TomTom, Garmin, Magellan move over ... Google is about to revolutionize yet another industry. Bill Slawski posted a really interesting blog post (New Reason to Submit Businesses to Google Maps: Google Navigator and Personal Information Management Integration) this week talking about a new patent filed by Google, in which Google Navigator is expected to add some very interesting twists to mobile GPS sytems.

Points of Similarity:
Some of the interesting aspects of Google Navigator are:
Google Navigator has most of the routine functionality of in-car GPS systems:

    1. its speech enabled
    2. offers real-time traffic information
    3. includes map coverage of the world
    4. permits you to search for and navigate to specific businesses or addresses

Points of Differentiation:
But in true Google fashion; its also added/adding a few more features that will likely eventually lead to it displacing the incumbant in-car GPS products:

    1. Google street view ... see and visualize images from actual (turns, storefronts, etc) locations before having to take action at those locations.
    Courtesy Google

    2. Google Satellite View - the ability to switch to Google Satellite view to see things from a different perspective, based on actual images.

    3. Locations to Satisfy Items From Task Lists - the possible incorporation of locations along the route, that can satisfy 'to do's' from your 'task list'. So for example, if your task list includes mailing a letter, getting dry cleaning done, and shopping for a birthday gift for your niece, according to Bill, Google Navigator may incorporate icons for nearby post offices, dry cleaning shops, and shopping centers. Brilliant!
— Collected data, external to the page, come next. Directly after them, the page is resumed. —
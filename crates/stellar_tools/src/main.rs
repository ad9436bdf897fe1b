//! Stellar - Development Tools

use clap::{Parser, Subcommand};
use stellar_core::catalog::{Catalog, FacilityLevels};
use tracing_subscriber::{layer::SubscriberExt, util::SubscriberInitExt};

#[derive(Parser)]
#[command(name = "stellar-tools")]
#[command(about = "Development tools for the Stellar catalog")]
struct Cli {
    #[command(subcommand)]
    command: Commands,
}

#[derive(Subcommand)]
enum Commands {
    /// Validate a catalog file
    Validate {
        /// Path to the catalog
        #[arg(default_value = "crates/stellar_core/data/catalog.ron")]
        path: String,
    },
    /// Print cost and build time per level
    Costs {
        /// Object machine name
        machine_name: String,
        /// Number of levels (or units) to list
        #[arg(long, default_value_t = 10)]
        levels: u32,
        /// Robotics factory level
        #[arg(long, default_value_t = 0)]
        robotics: u32,
        /// Nanite factory level
        #[arg(long, default_value_t = 0)]
        nanite: u32,
        /// Shipyard level
        #[arg(long, default_value_t = 0)]
        shipyard: u32,
        /// Research lab level
        #[arg(long, default_value_t = 0)]
        lab: u32,
        /// Economy speed
        #[arg(long, default_value_t = 1)]
        speed: u32,
    },
}

fn main() {
    // Initialize tracing
    tracing_subscriber::registry()
        .with(tracing_subscriber::fmt::layer())
        .with(tracing_subscriber::EnvFilter::from_default_env())
        .init();

    let cli = Cli::parse();

    match cli.command {
        Commands::Validate { path } => {
            tracing::info!("Validating catalog: {path}");
            match stellar_tools::validate::validate_catalog_file(std::path::Path::new(&path)) {
                Ok(report) => {
                    for (category, count) in &report.counts {
                        tracing::info!("{category}: {count} objects");
                    }
                    for warning in &report.warnings {
                        tracing::warn!("{warning}");
                    }
                    if report.is_clean() {
                        tracing::info!("Validation passed");
                    } else {
                        tracing::error!("Validation found {} problem(s)", report.warnings.len());
                        std::process::exit(1);
                    }
                }
                Err(e) => {
                    tracing::error!("Validation failed: {e}");
                    std::process::exit(1);
                }
            }
        }
        Commands::Costs {
            machine_name,
            levels,
            robotics,
            nanite,
            shipyard,
            lab,
            speed,
        } => {
            let facilities = FacilityLevels {
                robotics,
                nanite,
                shipyard,
                research_lab: lab,
            };
            let table = Catalog::standard()
                .map_err(stellar_tools::ToolError::from)
                .and_then(|catalog| {
                    stellar_tools::costs::cost_table(
                        &catalog,
                        &machine_name,
                        levels,
                        &facilities,
                        speed,
                    )
                });
            match table {
                Ok(rows) => print!("{}", stellar_tools::costs::render_table(&rows)),
                Err(e) => {
                    tracing::error!("Cannot list costs: {e}");
                    std::process::exit(1);
                }
            }
        }
    }
}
    4. Augmented Reality - given that GPS systems themselves are really a form of augmented reality, I'll suggest that Google will take this one step further, and will possibly overlay information such as:

  • friends and social network reviews of each dry cleaner, post office, and children's toy store along the route
  • possibly even recommend dry cleaners, post offices, and children's toy stores based on a combination of proximity and opinions of those in your social network.
  • Though a working example could not be found, this video gives an indication of augmented reality in its most simple form.

    5. Incorporation of Google Search - finally, Google Navigator will likely provide powerful search functionality to find businesses 'nearby' your route or destination. Google already has a speech enabled search engine in 1-800-Goog-411., which would be easy enough to adapt.

    All in all, its seems as though Garmin, TomTom, and Magellan are in Google's cross hairs, and there is little they can do about it. Google can once again leverage its incredible strengths, and make it virtually impossible for incumbant companies to survive.

    It begs the question; do you see this as a positive or negative? Is Google becoming too big and powerful, or are such changes welcome?

    Regardless of our perspective, businesses with brick and mortar locations MUST submit to Google Maps ... as Google just upped the ante.